What is required: Could you copy each line of the listing that holds "Serialize"?
** Provided records follows **
//! JSON API for the PortfolioLens dashboard pages.

use analysis_core::{AnalysisError, MarketDataProvider};
use anyhow::Context;
use axum::{
    extract::State,
    http::StatusCode,
    response::{IntoResponse, Response},
    routing::get,
    Json, Router,
};
use dashmap::DashMap;
use filings::{FilingError, LoadedFiling, OpenAiAnswerer};
use fundamental_analysis::{FraudScreener, TreeEnsemble};
use polygon_client::PolygonClient;
use portfolio_optimizer::OptimizerError;
use serde::Serialize;
use std::path::PathBuf;
use std::sync::Arc;
use tower_http::cors::{Any, CorsLayer};
use tower_http::trace::TraceLayer;

pub mod cache;
pub mod config;
mod filing_routes;
mod financials_routes;
mod fraud_routes;
mod optimizer_routes;
mod portfolio_routes;
mod prices;
mod ticker_routes;

#[cfg(test)]
mod test_support;

use cache::CachedProvider;
use config::Config;

#[derive(Clone)]
pub struct AppState {
    pub provider: Arc<dyn MarketDataProvider>,
    pub screener: FraudScreener,
    pub filings_dir: PathBuf,
    /// Parsed filings keyed by (ticker, accession)
    pub filings: Arc<DashMap<(String, String), Arc<LoadedFiling>>>,
    pub openai: Option<OpenAiAnswerer>,
    pub benchmark_ticker: String,
    pub ticker_list_limit: usize,
}

impl AppState {
    pub fn new(config: &Config, source: Arc<dyn MarketDataProvider>) -> anyhow::Result<Self> {
        let provider: Arc<dyn MarketDataProvider> =
            Arc::new(CachedProvider::new(source, config.cache_ttl));

        let model = match &config.fraud_model_path {
            Some(path) => {
                let model = TreeEnsemble::load(path)
                    .with_context(|| format!("loading fraud model from {}", path.display()))?;
                tracing::info!(trees = model.tree_count(), "fraud model loaded");
                Some(Arc::new(model))
            }
            None => {
                tracing::warn!("FRAUD_MODEL_PATH not set, model-based screening disabled");
                None
            }
        };

        let openai = match &config.openai_api_key {
            Some(key) => Some(OpenAiAnswerer::new(key.clone(), config.openai_model.clone())?),
            None => None,
        };

        Ok(Self {
            screener: FraudScreener::new(provider.clone(), model),
            provider,
            filings_dir: config.filings_dir.clone(),
            filings: Arc::new(DashMap::new()),
            openai,
            benchmark_ticker: config.benchmark_ticker.clone(),
            ticker_list_limit: config.ticker_list_limit,
        })
    }
}

#[derive(Debug, Serialize)]
pub struct ApiResponse<T> {
    pub success: bool,
    pub data: Option<T>,
    pub error: Option<String>,
}

impl<T> ApiResponse<T> {
    pub fn success(data: T) -> Self {
        Self {
            success: true,
            data: Some(data),
            error: None,
        }
    }

    pub fn error(message: impl Into<String>) -> Self {
        Self {
            success: false,
            data: None,
            error: Some(message.into()),
        }
    }
}

/// Handler error carrying the HTTP status derived from the underlying error
#[derive(Debug)]
pub struct AppError {
    status: StatusCode,
    error: anyhow::Error,
}

impl AppError {
    pub fn bad_request(message: impl Into<String>) -> Self {
        Self {
            status: StatusCode::BAD_REQUEST,
            error: anyhow::anyhow!(message.into()),
        }
    }

    pub fn status(&self) -> StatusCode {
        self.status
    }
}

fn status_for(error: &anyhow::Error) -> StatusCode {
    if let Some(e) = error.downcast_ref::<AnalysisError>() {
        return match e {
            AnalysisError::InvalidData(_) => StatusCode::BAD_REQUEST,
            AnalysisError::NotFound(_) => StatusCode::NOT_FOUND,
            AnalysisError::InsufficientData(_) | AnalysisError::CalculationError(_) => {
                StatusCode::UNPROCESSABLE_ENTITY
            }
            AnalysisError::Unsupported(_) => StatusCode::NOT_IMPLEMENTED,
            AnalysisError::ApiError(_) => StatusCode::BAD_GATEWAY,
        };
    }
    if let Some(e) = error.downcast_ref::<OptimizerError>() {
        return match e {
            OptimizerError::InvalidParameter(_) => StatusCode::BAD_REQUEST,
            OptimizerError::InsufficientData | OptimizerError::NoFeasiblePortfolio => {
                StatusCode::UNPROCESSABLE_ENTITY
            }
            OptimizerError::Numerical(_) => StatusCode::INTERNAL_SERVER_ERROR,
        };
    }
    if let Some(e) = error.downcast_ref::<FilingError>() {
        return match e {
            FilingError::NotFound(_) => StatusCode::NOT_FOUND,
            FilingError::Unsupported(_) | FilingError::MissingApiKey(_) => {
                StatusCode::NOT_IMPLEMENTED
            }
            FilingError::RequestFailed(_)
            | FilingError::ServiceUnavailable(_)
            | FilingError::InvalidResponse(_) => StatusCode::BAD_GATEWAY,
            FilingError::Io(_) => StatusCode::INTERNAL_SERVER_ERROR,
        };
    }
    StatusCode::INTERNAL_SERVER_ERROR
}

impl<E> From<E> for AppError
where
    E: Into<anyhow::Error>,
{
    fn from(err: E) -> Self {
        let error = err.into();
        Self {
            status: status_for(&error),
            error,
        }
    }
}

impl IntoResponse for AppError {
    fn into_response(self) -> Response {
        if self.status.is_server_error() {
            tracing::error!(status = %self.status, "request failed: {:#}", self.error);
        } else {
            tracing::warn!(status = %self.status, "request rejected: {}", self.error);
        }
        let body = ApiResponse::<()>::error(self.error.to_string());
        (self.status, Json(body)).into_response()
    }
}

#[derive(Serialize)]
struct HealthStatus {
    status: &'static str,
    fraud_model: bool,
    openai: bool,
}

async fn health(State(state): State<AppState>) -> Json<ApiResponse<HealthStatus>> {
    Json(ApiResponse::success(HealthStatus {
        status: "ok",
        fraud_model: state.screener.has_model(),
        openai: state.openai.is_some(),
    }))
}

pub fn build_router(state: AppState) -> Router {
    let cors = CorsLayer::new()
        .allow_origin(Any)
        .allow_methods(Any)
        .allow_headers(Any);

    Router::new()
        .route("/health", get(health))
        .merge(ticker_routes::ticker_routes())
        .merge(portfolio_routes::portfolio_routes())
        .merge(optimizer_routes::optimizer_routes())
        .merge(financials_routes::financials_routes())
        .merge(fraud_routes::fraud_routes())
        .merge(filing_routes::filing_routes())
        .layer(TraceLayer::new_for_http())
        .layer(cors)
        .with_state(state)
}

pub fn init_tracing() {
    let json_logging = std::env::var("LOG_FORMAT")
        .map(|v| v.eq_ignore_ascii_case("json"))
        .unwrap_or(false);
    let filter = || {
        tracing_subscriber::EnvFilter::try_from_default_env()
            .unwrap_or_else(|_| "api_server=info,polygon_client=warn".into())
    };

    if json_logging {
        tracing_subscriber::fmt().json().with_env_filter(filter()).init();
    } else {
        tracing_subscriber::fmt().with_env_filter(filter()).init();
    }
}

async fn shutdown_signal() {
    if let Err(e) = tokio::signal::ctrl_c().await {
        tracing::warn!("Failed to listen for shutdown signal: {}", e);
        std::future::pending::<()>().await;
    }
    tracing::info!("Shutting down");
}

pub async fn run_server() -> anyhow::Result<()> {
    dotenvy::dotenv().ok();
    init_tracing();

    let config = Config::from_env()?;
    let polygon: Arc<dyn MarketDataProvider> =
        Arc::new(PolygonClient::new(config.polygon_api_key.clone()));
    let state = AppState::new(&config, polygon)?;
    let app = build_router(state);

    let listener = tokio::net::TcpListener::bind(&config.bind_addr)
        .await
        .with_context(|| format!("binding {}", config.bind_addr))?;
    tracing::info!(
        "PortfolioLens API v{} listening on {}",
        env!("CARGO_PKG_VERSION"),
        config.bind_addr
    );

    axum::serve(listener, app)
        .with_graceful_shutdown(shutdown_signal())
        .await?;
    Ok(())
}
** End of Provided records **
Answer box:
use serde::Serialize;
#[derive(Debug, Serialize)]
#[derive(Serialize)]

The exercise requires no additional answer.